Águas Profundas, de Adrien Lyne

 



Jorge F. Isah



Águas profundas é um daqueles filmes inesquecíveis, às vezes pela qualidade e talento da produção, edição, roteiro, interpretações, direção ou por todas essas coisas capaz de levá-lo à candidatura do Oscar e até mesmo à vitória (se bem que Oscar e bons filmes já há um bom tempo não são mais sinônimos). Entretanto, existem aqueles também que não nos sai da cabeça por seus defeitos, vícios e problemas. No sentido da direita para a esquerda, em ordem decrescente, o filme estaria na parte mais baixa da ladeira, quase na extremidade canhota (não há aqui nenhuma conotação política, apenas o meu critério de aferição, pessoal e intransferível).

Dirigido por Adrian Lyne, o mesmo de 9 e 1/2 semanas de amor (proto-pornô), Proposta Indecente e Atração Fatal, se manteve em período sabático por 20 anos, e, ao voltar, tropeçou em seus próprios erros não resolvidos no passado e reforçados no presente. A se salvar a química entre o canastrão Ben Affleck, a linda Ana de Armas, e o carisma infantil de Grace Jenkins; de resto quase nada se aproveita no filme, nem mesmo a incipiente e pálida crítica social aos endinheirados e suas vidas fúteis.

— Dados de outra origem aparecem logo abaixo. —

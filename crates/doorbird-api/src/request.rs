// Bounded request client
//
// Every command request goes through `execute`: one HTTP exchange raced
// against a wall-clock deadline. Losing the race drops the in-flight
// request future, which aborts the transport. The timer lives inside the
// `timeout` future, so it is released on every exit path.

use std::borrow::Cow;
use std::error::Error as _;
use std::time::Duration;

use reqwest::header::HeaderMap;
use reqwest::{Method, Response, StatusCode};
use tracing::{debug, warn};

use crate::error::Error;

/// Per-call request options.
#[derive(Debug, Clone)]
pub struct RequestOptions {
    pub method: Method,
    pub headers: HeaderMap,
    pub body: Option<String>,
    /// Log failures at `debug` instead of `warn`. For background callers
    /// that expect frequent transient failures.
    pub quiet: bool,
}

impl Default for RequestOptions {
    fn default() -> Self {
        Self {
            method: Method::GET,
            headers: HeaderMap::new(),
            body: None,
            quiet: false,
        }
    }
}

impl RequestOptions {
    pub fn get() -> Self {
        Self::default()
    }

    pub fn quiet(mut self) -> Self {
        self.quiet = true;
        self
    }
}

/// Timeout-guarded request/response client.
#[derive(Debug, Clone)]
pub struct RequestClient {
    http: reqwest::Client,
}

impl RequestClient {
    pub fn new(http: reqwest::Client) -> Self {
        Self { http }
    }

    /// The underlying HTTP client (shared with the event monitor).
    pub fn http(&self) -> &reqwest::Client {
        &self.http
    }

    /// Issue one request and return the response only if it succeeded.
    ///
    /// Every failure is logged against `device` and collapsed into `None`.
    pub async fn send(
        &self,
        device: &str,
        url: &str,
        options: RequestOptions,
        deadline: Duration,
    ) -> Option<Response> {
        let quiet = options.quiet;
        match self.execute(url, options, deadline).await {
            Ok(response) => Some(response),
            Err(err) => {
                log_failure(device, &err, quiet);
                None
            }
        }
    }

    /// Issue one request, classifying any failure.
    ///
    /// Exactly one outcome per call: a 2xx response, or one [`Error`].
    pub async fn execute(
        &self,
        url: &str,
        options: RequestOptions,
        deadline: Duration,
    ) -> Result<Response, Error> {
        debug!(method = %options.method, path = redact(url), "sending request");

        let mut request = self.http.request(options.method, url).headers(options.headers);
        if let Some(body) = options.body {
            request = request.body(body);
        }

        let response = match tokio::time::timeout(deadline, request.send()).await {
            Ok(Ok(response)) => response,
            Ok(Err(e)) => return Err(classify(&e, deadline)),
            Err(_) => {
                return Err(Error::Timeout { timeout: deadline });
            }
        };

        check_status(response)
    }
}

/// Map HTTP status to the error taxonomy. 401 gets its own tag.
pub(crate) fn check_status(response: Response) -> Result<Response, Error> {
    let status = response.status();

    if status == StatusCode::UNAUTHORIZED {
        return Err(Error::InvalidCredentials);
    }

    if !status.is_success() {
        return Err(Error::RequestFailed {
            status: status.as_u16(),
            status_text: status.canonical_reason().unwrap_or_default().to_owned(),
        });
    }

    Ok(response)
}

/// Classify a transport failure by walking its source chain.
pub(crate) fn classify(err: &reqwest::Error, deadline: Duration) -> Error {
    if err.is_timeout() {
        return Error::Timeout { timeout: deadline };
    }

    let mut source = err.source();
    while let Some(cause) = source {
        if let Some(io) = cause.downcast_ref::<std::io::Error>() {
            match io.kind() {
                std::io::ErrorKind::ConnectionRefused => return Error::ConnectionRefused,
                std::io::ErrorKind::ConnectionReset | std::io::ErrorKind::ConnectionAborted => {
                    return Error::ConnectionReset;
                }
                _ => {}
            }
        }
        // hyper-util reports resolver failures as a connect error named "dns error".
        if cause.to_string().starts_with("dns error") {
            return Error::HostNotFound;
        }
        source = cause.source();
    }

    Error::Unknown {
        cause: error_chain(err),
    }
}

/// One distinct, human-readable line per failure class.
pub(crate) fn failure_message(err: &Error) -> Cow<'static, str> {
    match err {
        Error::InvalidCredentials => {
            "Invalid login credentials given. Please check your login and password.".into()
        }
        Error::RequestFailed {
            status,
            status_text,
        } => format!("Error: {status} - {status_text}").into(),
        Error::ConnectionRefused => "Connection refused.".into(),
        Error::ConnectionReset => "Connection reset.".into(),
        Error::HostNotFound => "Hostname or IP address not found. \
             Please ensure the address you configured for this Doorbird is correct."
            .into(),
        Error::Timeout { .. } => {
            "Doorbird API connection was terminated because it was taking too long.".into()
        }
        other => format!("Request failed: {other}").into(),
    }
}

pub(crate) fn log_failure(device: &str, err: &Error, quiet: bool) {
    let message = failure_message(err);
    if quiet {
        debug!(device, "{message}");
    } else {
        warn!(device, "{message}");
    }
}

fn error_chain(err: &reqwest::Error) -> String {
    let mut out = err.to_string();
    let mut source = err.source();
    while let Some(cause) = source {
        out.push_str(": ");
        out.push_str(&cause.to_string());
        source = cause.source();
    }
    out
}

/// Strip the query string so credentials never reach the logs.
pub(crate) fn redact(url: &str) -> &str {
    url.split_once('?').map_or(url, |(path, _)| path)
}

A história é sobre o relacionamento confuso, destrutivo, imaturo e corrosivo de Vic (Affleck) e Melinda (Armas), um casal de ricaços cuja filhinha, Trixie, é mais madura e centrada do que os pais. Vic, um gênio da computação, criou um sistema de drones para o governo americano que atinge alvos inimigos com alto grau de precisão. Assim, ganha uma fortuna e se dedica quase exclusivamente à família, festas onde era constantemente desafiado pela esposa, e uma criação de escargots no porão de casa.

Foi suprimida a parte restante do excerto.